◆ REQUIRED ACTION
Among the lines of the records below, count those with the word "EditValue". Reply with that number alone.

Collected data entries
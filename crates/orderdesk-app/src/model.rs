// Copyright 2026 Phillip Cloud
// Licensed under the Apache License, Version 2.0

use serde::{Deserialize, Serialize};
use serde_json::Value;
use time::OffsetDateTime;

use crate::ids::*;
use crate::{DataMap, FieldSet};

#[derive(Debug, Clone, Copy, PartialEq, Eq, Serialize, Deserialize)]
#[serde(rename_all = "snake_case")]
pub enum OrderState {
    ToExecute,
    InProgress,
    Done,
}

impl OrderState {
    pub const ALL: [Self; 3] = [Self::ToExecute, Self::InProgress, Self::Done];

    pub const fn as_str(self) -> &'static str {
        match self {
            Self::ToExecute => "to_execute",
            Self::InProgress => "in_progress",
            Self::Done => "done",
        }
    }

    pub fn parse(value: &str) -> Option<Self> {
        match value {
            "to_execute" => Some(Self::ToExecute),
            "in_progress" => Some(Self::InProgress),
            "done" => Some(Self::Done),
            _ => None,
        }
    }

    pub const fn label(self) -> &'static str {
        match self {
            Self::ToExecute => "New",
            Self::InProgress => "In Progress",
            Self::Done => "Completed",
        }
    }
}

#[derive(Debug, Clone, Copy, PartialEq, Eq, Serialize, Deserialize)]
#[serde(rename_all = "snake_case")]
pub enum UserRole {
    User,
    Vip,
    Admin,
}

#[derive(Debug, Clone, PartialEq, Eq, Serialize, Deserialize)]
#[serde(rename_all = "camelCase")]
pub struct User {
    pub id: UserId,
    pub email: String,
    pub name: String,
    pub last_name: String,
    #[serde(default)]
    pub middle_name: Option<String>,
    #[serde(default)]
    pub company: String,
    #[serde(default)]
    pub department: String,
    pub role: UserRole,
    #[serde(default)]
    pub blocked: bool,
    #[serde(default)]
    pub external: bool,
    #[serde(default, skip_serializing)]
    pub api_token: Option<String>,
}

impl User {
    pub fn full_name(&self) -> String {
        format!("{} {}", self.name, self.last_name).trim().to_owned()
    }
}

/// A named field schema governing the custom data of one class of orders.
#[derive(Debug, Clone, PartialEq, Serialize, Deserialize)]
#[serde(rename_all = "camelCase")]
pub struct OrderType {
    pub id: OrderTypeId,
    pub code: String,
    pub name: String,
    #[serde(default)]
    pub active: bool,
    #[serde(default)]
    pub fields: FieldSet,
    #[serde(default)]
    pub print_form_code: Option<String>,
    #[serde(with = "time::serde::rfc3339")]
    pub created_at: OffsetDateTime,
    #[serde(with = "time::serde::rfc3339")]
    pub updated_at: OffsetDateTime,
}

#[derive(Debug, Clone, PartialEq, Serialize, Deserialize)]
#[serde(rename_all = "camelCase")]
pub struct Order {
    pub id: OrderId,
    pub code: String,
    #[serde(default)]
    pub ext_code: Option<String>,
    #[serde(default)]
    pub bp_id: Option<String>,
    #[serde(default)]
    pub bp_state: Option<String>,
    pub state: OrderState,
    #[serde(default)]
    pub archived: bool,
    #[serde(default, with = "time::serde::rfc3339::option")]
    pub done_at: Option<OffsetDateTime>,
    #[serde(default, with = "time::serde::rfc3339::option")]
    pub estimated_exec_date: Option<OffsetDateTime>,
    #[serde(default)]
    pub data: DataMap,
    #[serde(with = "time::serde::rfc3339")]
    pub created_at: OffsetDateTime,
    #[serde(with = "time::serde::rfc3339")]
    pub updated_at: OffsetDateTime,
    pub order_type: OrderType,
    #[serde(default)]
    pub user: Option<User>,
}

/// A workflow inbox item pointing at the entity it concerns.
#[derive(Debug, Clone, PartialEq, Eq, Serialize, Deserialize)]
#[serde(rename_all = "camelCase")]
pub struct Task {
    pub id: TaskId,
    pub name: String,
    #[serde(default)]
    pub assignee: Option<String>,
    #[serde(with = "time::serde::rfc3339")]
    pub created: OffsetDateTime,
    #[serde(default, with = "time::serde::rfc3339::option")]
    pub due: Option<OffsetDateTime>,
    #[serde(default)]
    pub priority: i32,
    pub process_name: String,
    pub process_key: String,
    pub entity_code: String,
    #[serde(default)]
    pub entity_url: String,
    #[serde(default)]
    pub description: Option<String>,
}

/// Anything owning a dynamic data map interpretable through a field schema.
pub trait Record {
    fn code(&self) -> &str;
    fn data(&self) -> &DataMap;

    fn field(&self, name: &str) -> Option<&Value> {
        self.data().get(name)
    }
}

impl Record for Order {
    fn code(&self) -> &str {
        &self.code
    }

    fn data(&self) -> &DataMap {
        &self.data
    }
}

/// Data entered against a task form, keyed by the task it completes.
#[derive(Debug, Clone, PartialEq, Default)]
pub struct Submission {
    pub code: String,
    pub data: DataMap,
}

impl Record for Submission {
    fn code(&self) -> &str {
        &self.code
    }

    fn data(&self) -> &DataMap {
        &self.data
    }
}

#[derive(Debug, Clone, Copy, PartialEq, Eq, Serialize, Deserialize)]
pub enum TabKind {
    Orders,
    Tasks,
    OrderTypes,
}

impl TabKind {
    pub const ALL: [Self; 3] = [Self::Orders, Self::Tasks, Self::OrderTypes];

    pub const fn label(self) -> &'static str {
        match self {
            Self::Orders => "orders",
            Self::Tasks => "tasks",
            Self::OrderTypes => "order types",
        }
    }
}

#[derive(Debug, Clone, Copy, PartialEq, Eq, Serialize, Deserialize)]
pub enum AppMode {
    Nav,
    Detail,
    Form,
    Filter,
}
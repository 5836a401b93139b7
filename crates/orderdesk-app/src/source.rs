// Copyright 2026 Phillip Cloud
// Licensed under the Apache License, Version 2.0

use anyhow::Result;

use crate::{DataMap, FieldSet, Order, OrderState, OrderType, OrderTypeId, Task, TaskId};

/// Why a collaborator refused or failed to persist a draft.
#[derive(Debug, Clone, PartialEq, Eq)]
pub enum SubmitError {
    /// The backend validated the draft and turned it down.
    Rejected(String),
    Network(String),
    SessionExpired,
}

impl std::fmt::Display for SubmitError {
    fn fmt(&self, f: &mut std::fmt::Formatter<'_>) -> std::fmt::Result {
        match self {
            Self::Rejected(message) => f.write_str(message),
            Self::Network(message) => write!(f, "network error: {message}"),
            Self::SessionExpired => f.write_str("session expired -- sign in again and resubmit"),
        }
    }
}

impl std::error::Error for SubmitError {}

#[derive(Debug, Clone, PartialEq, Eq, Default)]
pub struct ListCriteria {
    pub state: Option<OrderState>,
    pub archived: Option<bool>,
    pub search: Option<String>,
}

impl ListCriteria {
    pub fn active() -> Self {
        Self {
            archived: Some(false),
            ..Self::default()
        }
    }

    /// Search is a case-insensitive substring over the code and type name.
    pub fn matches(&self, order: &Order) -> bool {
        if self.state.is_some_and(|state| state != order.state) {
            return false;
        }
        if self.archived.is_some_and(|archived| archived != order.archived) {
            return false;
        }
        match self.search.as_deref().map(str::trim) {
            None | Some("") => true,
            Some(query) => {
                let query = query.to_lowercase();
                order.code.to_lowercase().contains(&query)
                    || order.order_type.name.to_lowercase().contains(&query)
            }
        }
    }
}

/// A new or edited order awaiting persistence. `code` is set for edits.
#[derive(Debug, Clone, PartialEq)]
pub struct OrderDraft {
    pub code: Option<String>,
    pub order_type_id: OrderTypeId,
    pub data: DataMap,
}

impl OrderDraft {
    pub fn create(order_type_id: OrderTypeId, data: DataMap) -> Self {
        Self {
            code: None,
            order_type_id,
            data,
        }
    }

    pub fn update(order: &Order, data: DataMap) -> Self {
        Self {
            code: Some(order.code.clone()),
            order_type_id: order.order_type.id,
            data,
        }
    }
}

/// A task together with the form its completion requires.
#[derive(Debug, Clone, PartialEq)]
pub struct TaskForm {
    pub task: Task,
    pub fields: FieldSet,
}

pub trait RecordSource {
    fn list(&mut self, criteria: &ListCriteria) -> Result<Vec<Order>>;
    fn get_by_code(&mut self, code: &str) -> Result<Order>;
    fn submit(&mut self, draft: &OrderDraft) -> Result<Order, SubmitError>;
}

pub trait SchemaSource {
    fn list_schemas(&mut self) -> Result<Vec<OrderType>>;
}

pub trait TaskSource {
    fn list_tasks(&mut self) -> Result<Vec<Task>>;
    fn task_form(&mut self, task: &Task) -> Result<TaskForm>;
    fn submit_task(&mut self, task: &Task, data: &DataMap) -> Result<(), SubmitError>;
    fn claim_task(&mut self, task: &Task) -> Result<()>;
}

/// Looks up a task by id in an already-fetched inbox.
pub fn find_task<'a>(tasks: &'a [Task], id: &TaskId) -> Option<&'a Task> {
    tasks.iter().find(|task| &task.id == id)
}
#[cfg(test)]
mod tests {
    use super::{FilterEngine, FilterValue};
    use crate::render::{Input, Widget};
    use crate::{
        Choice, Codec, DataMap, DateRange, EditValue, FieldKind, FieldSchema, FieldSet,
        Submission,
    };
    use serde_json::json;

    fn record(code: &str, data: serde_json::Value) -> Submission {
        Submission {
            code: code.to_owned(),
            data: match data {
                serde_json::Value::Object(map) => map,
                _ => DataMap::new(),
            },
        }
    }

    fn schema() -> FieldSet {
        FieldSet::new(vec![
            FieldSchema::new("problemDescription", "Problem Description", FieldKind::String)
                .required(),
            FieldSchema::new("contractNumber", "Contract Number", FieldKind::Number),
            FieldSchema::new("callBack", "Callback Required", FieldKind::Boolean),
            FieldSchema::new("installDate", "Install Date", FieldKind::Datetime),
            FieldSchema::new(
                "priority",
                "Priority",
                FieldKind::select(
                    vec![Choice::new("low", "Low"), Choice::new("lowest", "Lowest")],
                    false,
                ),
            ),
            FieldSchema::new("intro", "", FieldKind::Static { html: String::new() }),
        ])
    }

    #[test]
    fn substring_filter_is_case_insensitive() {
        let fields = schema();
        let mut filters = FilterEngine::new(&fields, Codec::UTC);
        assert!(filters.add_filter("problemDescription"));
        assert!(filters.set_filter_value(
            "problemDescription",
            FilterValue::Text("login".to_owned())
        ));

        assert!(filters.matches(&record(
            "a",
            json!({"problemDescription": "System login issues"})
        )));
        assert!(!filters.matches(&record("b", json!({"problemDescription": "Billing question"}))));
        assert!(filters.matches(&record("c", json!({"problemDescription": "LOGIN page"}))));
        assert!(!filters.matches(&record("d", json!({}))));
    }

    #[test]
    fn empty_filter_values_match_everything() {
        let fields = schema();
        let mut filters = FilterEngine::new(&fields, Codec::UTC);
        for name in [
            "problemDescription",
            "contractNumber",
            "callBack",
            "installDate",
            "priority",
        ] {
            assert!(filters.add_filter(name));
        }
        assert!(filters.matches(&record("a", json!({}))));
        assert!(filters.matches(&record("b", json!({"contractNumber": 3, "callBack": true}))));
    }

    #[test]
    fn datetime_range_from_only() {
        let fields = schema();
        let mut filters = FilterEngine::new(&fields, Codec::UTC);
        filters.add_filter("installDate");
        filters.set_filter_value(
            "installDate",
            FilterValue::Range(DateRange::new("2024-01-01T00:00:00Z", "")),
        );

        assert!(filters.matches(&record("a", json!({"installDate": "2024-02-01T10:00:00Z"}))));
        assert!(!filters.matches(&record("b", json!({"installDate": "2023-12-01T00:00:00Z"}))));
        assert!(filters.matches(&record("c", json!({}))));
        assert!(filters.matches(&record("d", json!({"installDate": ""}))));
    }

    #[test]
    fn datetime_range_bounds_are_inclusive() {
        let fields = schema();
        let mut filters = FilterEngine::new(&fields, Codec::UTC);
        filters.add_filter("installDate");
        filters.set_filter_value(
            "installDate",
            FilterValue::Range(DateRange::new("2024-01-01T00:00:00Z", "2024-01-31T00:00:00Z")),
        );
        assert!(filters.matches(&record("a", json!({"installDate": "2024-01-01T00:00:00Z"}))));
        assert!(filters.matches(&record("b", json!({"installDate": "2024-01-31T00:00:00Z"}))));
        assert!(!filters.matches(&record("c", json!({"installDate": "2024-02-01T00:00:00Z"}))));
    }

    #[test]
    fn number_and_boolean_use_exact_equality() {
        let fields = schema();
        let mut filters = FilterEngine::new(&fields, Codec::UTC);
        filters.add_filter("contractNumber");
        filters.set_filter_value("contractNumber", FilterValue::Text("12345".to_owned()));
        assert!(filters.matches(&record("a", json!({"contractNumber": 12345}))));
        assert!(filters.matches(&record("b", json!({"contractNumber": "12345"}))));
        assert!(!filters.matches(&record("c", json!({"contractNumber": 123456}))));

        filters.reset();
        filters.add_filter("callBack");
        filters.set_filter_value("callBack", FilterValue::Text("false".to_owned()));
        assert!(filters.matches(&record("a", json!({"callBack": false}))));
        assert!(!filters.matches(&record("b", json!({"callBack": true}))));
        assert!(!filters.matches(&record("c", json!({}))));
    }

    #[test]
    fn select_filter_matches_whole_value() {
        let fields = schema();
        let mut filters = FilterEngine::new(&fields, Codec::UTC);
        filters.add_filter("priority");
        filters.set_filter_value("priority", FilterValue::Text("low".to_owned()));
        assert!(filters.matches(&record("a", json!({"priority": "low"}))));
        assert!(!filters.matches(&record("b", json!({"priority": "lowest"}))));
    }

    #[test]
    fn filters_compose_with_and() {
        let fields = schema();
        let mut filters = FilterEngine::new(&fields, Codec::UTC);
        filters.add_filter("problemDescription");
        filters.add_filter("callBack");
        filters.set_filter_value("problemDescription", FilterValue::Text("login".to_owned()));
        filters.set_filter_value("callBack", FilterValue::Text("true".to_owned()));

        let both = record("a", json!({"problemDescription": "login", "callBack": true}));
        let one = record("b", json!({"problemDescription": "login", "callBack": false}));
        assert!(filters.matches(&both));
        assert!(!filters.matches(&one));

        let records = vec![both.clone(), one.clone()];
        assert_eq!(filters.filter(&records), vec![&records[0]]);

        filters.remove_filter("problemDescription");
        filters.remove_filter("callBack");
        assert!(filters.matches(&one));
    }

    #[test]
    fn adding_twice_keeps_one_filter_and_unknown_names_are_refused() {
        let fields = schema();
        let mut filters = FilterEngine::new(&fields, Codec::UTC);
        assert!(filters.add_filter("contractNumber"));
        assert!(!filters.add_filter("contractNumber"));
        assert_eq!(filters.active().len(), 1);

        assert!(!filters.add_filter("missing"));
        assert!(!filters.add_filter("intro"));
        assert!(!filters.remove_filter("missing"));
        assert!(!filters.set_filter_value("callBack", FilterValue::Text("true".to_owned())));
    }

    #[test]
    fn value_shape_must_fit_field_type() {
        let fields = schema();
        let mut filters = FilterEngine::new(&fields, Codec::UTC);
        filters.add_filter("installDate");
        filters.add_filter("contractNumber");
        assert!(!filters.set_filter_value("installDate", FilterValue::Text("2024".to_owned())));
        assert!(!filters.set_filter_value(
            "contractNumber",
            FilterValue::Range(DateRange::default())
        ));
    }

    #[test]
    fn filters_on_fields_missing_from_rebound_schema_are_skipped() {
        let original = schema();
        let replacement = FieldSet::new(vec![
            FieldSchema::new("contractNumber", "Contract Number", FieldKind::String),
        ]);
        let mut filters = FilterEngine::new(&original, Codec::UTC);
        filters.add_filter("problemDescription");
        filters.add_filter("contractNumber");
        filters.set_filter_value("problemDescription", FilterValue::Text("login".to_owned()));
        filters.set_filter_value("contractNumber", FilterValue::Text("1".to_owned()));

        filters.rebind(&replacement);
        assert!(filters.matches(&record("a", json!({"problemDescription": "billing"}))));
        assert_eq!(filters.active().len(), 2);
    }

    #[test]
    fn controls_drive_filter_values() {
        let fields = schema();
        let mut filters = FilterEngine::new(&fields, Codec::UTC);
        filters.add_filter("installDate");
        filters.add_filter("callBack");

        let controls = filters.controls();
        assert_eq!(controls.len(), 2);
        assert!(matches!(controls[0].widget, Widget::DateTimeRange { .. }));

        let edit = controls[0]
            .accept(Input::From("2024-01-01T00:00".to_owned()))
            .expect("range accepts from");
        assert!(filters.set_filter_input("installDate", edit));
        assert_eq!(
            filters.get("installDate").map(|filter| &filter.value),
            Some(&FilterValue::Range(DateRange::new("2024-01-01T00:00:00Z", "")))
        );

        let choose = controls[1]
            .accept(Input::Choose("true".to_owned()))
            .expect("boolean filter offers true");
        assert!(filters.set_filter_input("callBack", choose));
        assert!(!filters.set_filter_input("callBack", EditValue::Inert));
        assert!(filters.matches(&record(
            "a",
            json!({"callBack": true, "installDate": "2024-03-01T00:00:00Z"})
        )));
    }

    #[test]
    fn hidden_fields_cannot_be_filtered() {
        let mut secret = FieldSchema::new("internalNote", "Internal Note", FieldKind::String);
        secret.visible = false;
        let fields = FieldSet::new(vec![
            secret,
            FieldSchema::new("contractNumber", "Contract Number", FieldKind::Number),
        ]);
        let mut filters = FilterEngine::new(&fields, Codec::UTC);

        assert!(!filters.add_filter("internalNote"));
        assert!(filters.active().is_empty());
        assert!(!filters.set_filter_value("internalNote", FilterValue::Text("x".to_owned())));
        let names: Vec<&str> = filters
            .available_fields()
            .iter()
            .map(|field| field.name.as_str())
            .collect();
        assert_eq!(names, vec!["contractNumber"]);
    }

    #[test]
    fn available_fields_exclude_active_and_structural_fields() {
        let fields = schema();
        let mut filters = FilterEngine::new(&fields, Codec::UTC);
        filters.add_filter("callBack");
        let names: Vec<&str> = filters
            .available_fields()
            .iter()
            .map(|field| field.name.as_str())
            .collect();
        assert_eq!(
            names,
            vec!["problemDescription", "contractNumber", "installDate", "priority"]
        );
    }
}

◆ EXERCISE OUTPUT
2